Environmental justice refers to the equal right to protection from environmental and health hazards. It’s an increasingly important consideration for any organization making asset investment planning decisions, because so much critical infrastructure is built within, through, and for the communities we live in.
I recently had the opportunity to participate in a webinar hosted by the Centre for Energy Advancement through Technological Innovation (CEATI) where we discussed a few investment strategies to consider when it comes to doing our part to advance equity for a just energy transition.
Build a value framework
Knowing what you value and being able to quantify the benefits of investments can help you make the best choices for the best outcomes. This is vitally important when it comes to equitable investment planning, because these value measures are useful metrics in communicating social impact.
When you look at where to invest your limited resources, you may ask: What if there are two different projects, with different timescales, and different costs and impacts?
The first step is to assess the value of each investment, such as:
- How does this investment reduce safety risk exposure?
- What is the emissions impact of this investment?
- How are different communities and population groups impacted?
While it might be easy to compare a handful of investments, what happens when you have thousands of projects in your portfolio, with dependencies and constraints that change based on how, when, and where you invest?

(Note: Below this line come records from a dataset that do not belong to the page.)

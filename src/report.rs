use std::fmt::Write;

use chrono::NaiveDate;

use crate::compare::{DailyReport, GroupDailyReport, GroupHourlyReport, HourlyReport};
use crate::config::Theme;
use crate::models::{BaselineRow, DailyTotal, HeatCell, Kpis, SideTotals, Status, StoreHour, StoreTotal};
use crate::multiples::SmallMultiples;

pub fn format_thousands(value: f64) -> String {
    let rounded = value.trunc() as i64;
    let digits = rounded.unsigned_abs().to_string();
    let mut out = String::with_capacity(digits.len() + digits.len() / 3 + 1);
    if rounded < 0 {
        out.push('-');
    }
    for (idx, ch) in digits.chars().enumerate() {
        if idx > 0 && (digits.len() - idx) % 3 == 0 {
            out.push('.');
        }
        out.push(ch);
    }
    out
}

fn format_pct(value: Option<f64>) -> String {
    value.map_or_else(|| "—".to_string(), |v| format!("{v:.1}%"))
}

fn status_marker(theme: Theme, status: Status) -> &'static str {
    match (theme, status) {
        (Theme::Dark, Status::Critical) => "🔴",
        (Theme::Dark, Status::Alert) => "🟠",
        (Theme::Dark, Status::OnTime) => "🟢",
        (Theme::Dark, Status::Unknown) => "⚪",
        (Theme::Light, Status::Critical) => "[!!]",
        (Theme::Light, Status::Alert) => "[!]",
        (Theme::Light, Status::OnTime) => "[ok]",
        (Theme::Light, Status::Unknown) => "[-]",
    }
}

pub fn build_summary(
    period: Option<(NaiveDate, NaiveDate)>,
    kpis: &Kpis,
    daily: &[DailyTotal],
    ranking: &[StoreTotal],
    heatmap: &[HeatCell],
) -> String {
    let mut output = String::new();

    let _ = writeln!(output, "# Flow Dashboard");
    match period {
        Some((from, to)) => {
            let _ = writeln!(output, "Period {from} to {to}");
        }
        None => {
            let _ = writeln!(output, "No dated rows in the selection.");
        }
    }
    let _ = writeln!(output);
    let _ = writeln!(output, "## Key Figures");
    let _ = writeln!(output, "- Flow (sum): {}", format_thousands(kpis.total_flow));
    let _ = writeln!(output, "- Mean per day: {:.1}", kpis.mean_per_day);
    let _ = writeln!(output, "- Days in filter: {}", kpis.days);
    match &kpis.peak_day {
        Some(peak) => {
            let _ = writeln!(
                output,
                "- Peak day: {} on {}",
                format_thousands(peak.flow),
                peak.date
            );
        }
        None => {
            let _ = writeln!(output, "- Peak day: —");
        }
    }

    let _ = writeln!(output);
    let _ = writeln!(output, "## Daily Flow");
    if daily.is_empty() {
        let _ = writeln!(output, "No data for the selected period/stores/hours.");
    } else {
        for day in daily {
            let _ = writeln!(output, "- {}: {}", day.date, format_thousands(day.flow));
        }
    }

    let _ = writeln!(output);
    let _ = writeln!(output, "## Store Ranking");
    if ranking.is_empty() {
        let _ = writeln!(output, "No stores in the selection.");
    } else {
        for (idx, store) in ranking.iter().enumerate() {
            let _ = writeln!(
                output,
                "{}. {} ({}) {}",
                idx + 1,
                store.store,
                store.store_id,
                format_thousands(store.flow)
            );
        }
    }

    let _ = writeln!(output);
    let _ = writeln!(output, "## Date × Hour");
    if heatmap.is_empty() {
        let _ = writeln!(output, "No data to show in the heatmap.");
    } else {
        let _ = writeln!(output, "| Data | Hora | Fluxo |");
        let _ = writeln!(output, "|---|---|---|");
        for cell in heatmap {
            let _ = writeln!(
                output,
                "| {} | {} | {} |",
                cell.date,
                cell.hour,
                format_thousands(cell.flow)
            );
        }
    }

    output
}

pub fn build_alerts(theme: Theme, rows: &[BaselineRow]) -> String {
    let mut output = String::new();
    let _ = writeln!(output, "## Alerts: decline vs baseline");

    let Some(first) = rows.first() else {
        let _ = writeln!(output, "No data to compute alerts in the selected period.");
        return output;
    };

    let _ = writeln!(output, "Status on the last date of the filter: {}", first.date);
    let _ = writeln!(output);
    let _ = writeln!(output, "| | Loja | ID_Loja | Day flow | Baseline (MM) | Var % | Status |");
    let _ = writeln!(output, "|---|---|---|---|---|---|---|");
    for row in rows {
        let _ = writeln!(
            output,
            "| {} | {} | {} | {} | {} | {} | {} |",
            status_marker(theme, row.status),
            row.store,
            row.store_id,
            format_thousands(row.flow),
            row.baseline.map_or_else(|| "—".to_string(), |b| format!("{b:.1}")),
            format_pct(row.var_pct),
            row.status
        );
    }

    output
}

fn write_totals(output: &mut String, totals: &SideTotals) {
    let _ = writeln!(
        output,
        "- Flow {}: {}",
        totals.label_a,
        format_thousands(totals.total_a)
    );
    let _ = writeln!(
        output,
        "- Flow {}: {}",
        totals.label_b,
        format_thousands(totals.total_b)
    );
    let _ = writeln!(output, "- Δ absolute (A - B): {}", format_thousands(totals.delta));
    let _ = writeln!(output, "- Δ % vs B: {}", format_pct(totals.delta_pct));
}

pub fn build_hourly_comparison(title: &str, report: &HourlyReport) -> String {
    let mut output = String::new();
    let totals = &report.totals;
    let _ = writeln!(output, "## {title}");
    write_totals(&mut output, totals);
    let _ = writeln!(
        output,
        "By hour: {} wins {}h, {} wins {}h, ties {}h.",
        totals.label_a, report.tally.hours_a, totals.label_b, report.tally.hours_b, report.tally.ties
    );
    let _ = writeln!(output);
    let _ = writeln!(output, "| Hora | Fluxo_A | Fluxo_B | Delta | Vencedor |");
    let _ = writeln!(output, "|---|---|---|---|---|");
    for row in &report.rows {
        let _ = writeln!(
            output,
            "| {} | {} | {} | {} | {} |",
            row.hour,
            format_thousands(row.flow_a),
            format_thousands(row.flow_b),
            format_thousands(row.delta),
            row.winner
        );
    }
    output
}

pub fn build_daily_comparison(title: &str, report: &DailyReport) -> String {
    let mut output = String::new();
    let _ = writeln!(output, "## {title}");
    write_totals(&mut output, &report.totals);
    let _ = writeln!(output);
    let _ = writeln!(output, "| Data | Fluxo_A | Fluxo_B | Delta |");
    let _ = writeln!(output, "|---|---|---|---|");
    for row in &report.rows {
        let _ = writeln!(
            output,
            "| {} | {} | {} | {} |",
            row.date,
            format_thousands(row.flow_a),
            format_thousands(row.flow_b),
            format_thousands(row.delta)
        );
    }
    output
}

pub fn build_overlay(rows: &[StoreHour]) -> String {
    let mut output = String::new();
    let _ = writeln!(output, "## Hourly overlay");
    let mut current = None;
    for row in rows {
        if current != Some(row.store.as_str()) {
            current = Some(row.store.as_str());
            let _ = writeln!(output, "### {}", row.store);
        }
        let _ = writeln!(output, "- {:02}h: {}", row.hour, format_thousands(row.flow));
    }
    output
}

fn write_composition(output: &mut String, members: &[crate::models::GroupMember]) {
    let _ = writeln!(output);
    let _ = writeln!(output, "Group composition:");
    for member in members {
        let _ = writeln!(output, "- {}: {}", member.group, member.store);
    }
}

pub fn build_group_hourly(report: &GroupHourlyReport) -> String {
    let mut output = build_hourly_comparison("Groups A×B by hour", &report.hourly);
    write_composition(&mut output, &report.composition);
    output
}

pub fn build_group_daily(report: &GroupDailyReport) -> String {
    let mut output = String::new();
    let _ = writeln!(output, "## Groups A×B by day");
    write_totals(&mut output, &report.totals);
    let _ = writeln!(output);
    let _ = writeln!(output, "| Grupo | Data | Fluxo |");
    let _ = writeln!(output, "|---|---|---|");
    for row in &report.rows {
        let _ = writeln!(
            output,
            "| {} | {} | {} |",
            row.group,
            row.date,
            format_thousands(row.flow)
        );
    }
    write_composition(&mut output, &report.composition);
    output
}

pub fn build_small_multiples(panels: &SmallMultiples) -> String {
    let mut output = String::new();
    let _ = writeln!(output, "## Small multiples by hour");
    let _ = writeln!(
        output,
        "Plotting {}",
        if panels.normalized {
            "deviation vs hour baseline (%)"
        } else {
            "flow (sum in period)"
        }
    );

    for store in &panels.stores {
        let _ = writeln!(output);
        let _ = writeln!(output, "### {store}");
        for profile in panels.profiles.iter().filter(|p| &p.store == store) {
            let value = match panels.plotted(profile) {
                Some(v) if panels.normalized => format!("{v:.1}%"),
                Some(v) => format_thousands(v),
                None => "—".to_string(),
            };
            let _ = writeln!(output, "- {:02}h: {}", profile.hour, value);
        }
    }

    let _ = writeln!(output);
    let _ = writeln!(output, "## Podium by hour (Top 3)");
    if panels.podium.is_empty() {
        let _ = writeln!(output, "No hourly data for the selected stores.");
    } else {
        let _ = writeln!(output, "| Hora | Rank | Loja | Fluxo |");
        let _ = writeln!(output, "|---|---|---|---|");
        for entry in &panels.podium {
            let _ = writeln!(
                output,
                "| {} | {} | {} | {} |",
                entry.hour,
                entry.rank,
                entry.store,
                format_thousands(entry.flow)
            );
        }
    }

    output
}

Here’s where a value framework can help. Any number of measures can be defined, including financial and non-financial benefits, risks, service measures, KPIs, and Environmental, Social, and Governance (ESG) factors. It can use attributes related to your assets (like age or manufacturer, number of customers they serve), as well as attributes related to environmental justice (customers being served in economically disadvantaged zones, environmental impact, or hazard exposure).
This allows even the most dissimilar projects to be compared on a common economic scale. Using a consistent, transparent, and value-based process to assess all investments and develop your plans will make it easier to demonstrate your rationale for choosing specific projects.
Consider current circumstances and future impact
When it comes to environmental justice as it relates to critical infrastructure, there are many factors that contribute to the livability of communities:
- Emissions exposure: carbon emissions and leaks from stations, or highways and traffic
- Asset risk exposure: leakage, reliability, and safety concerns due to older infrastructure and the impacts of climate events
- Cost increases: communities with lower incomes and homes that are less energy-efficient are paying more
Because of these factors, many regulatory bodies require consideration of environmental justice in investment plans. There are also initiatives like Justice40 in the US that have established goals to direct 40% of overall benefits of federal investments to disadvantaged communities.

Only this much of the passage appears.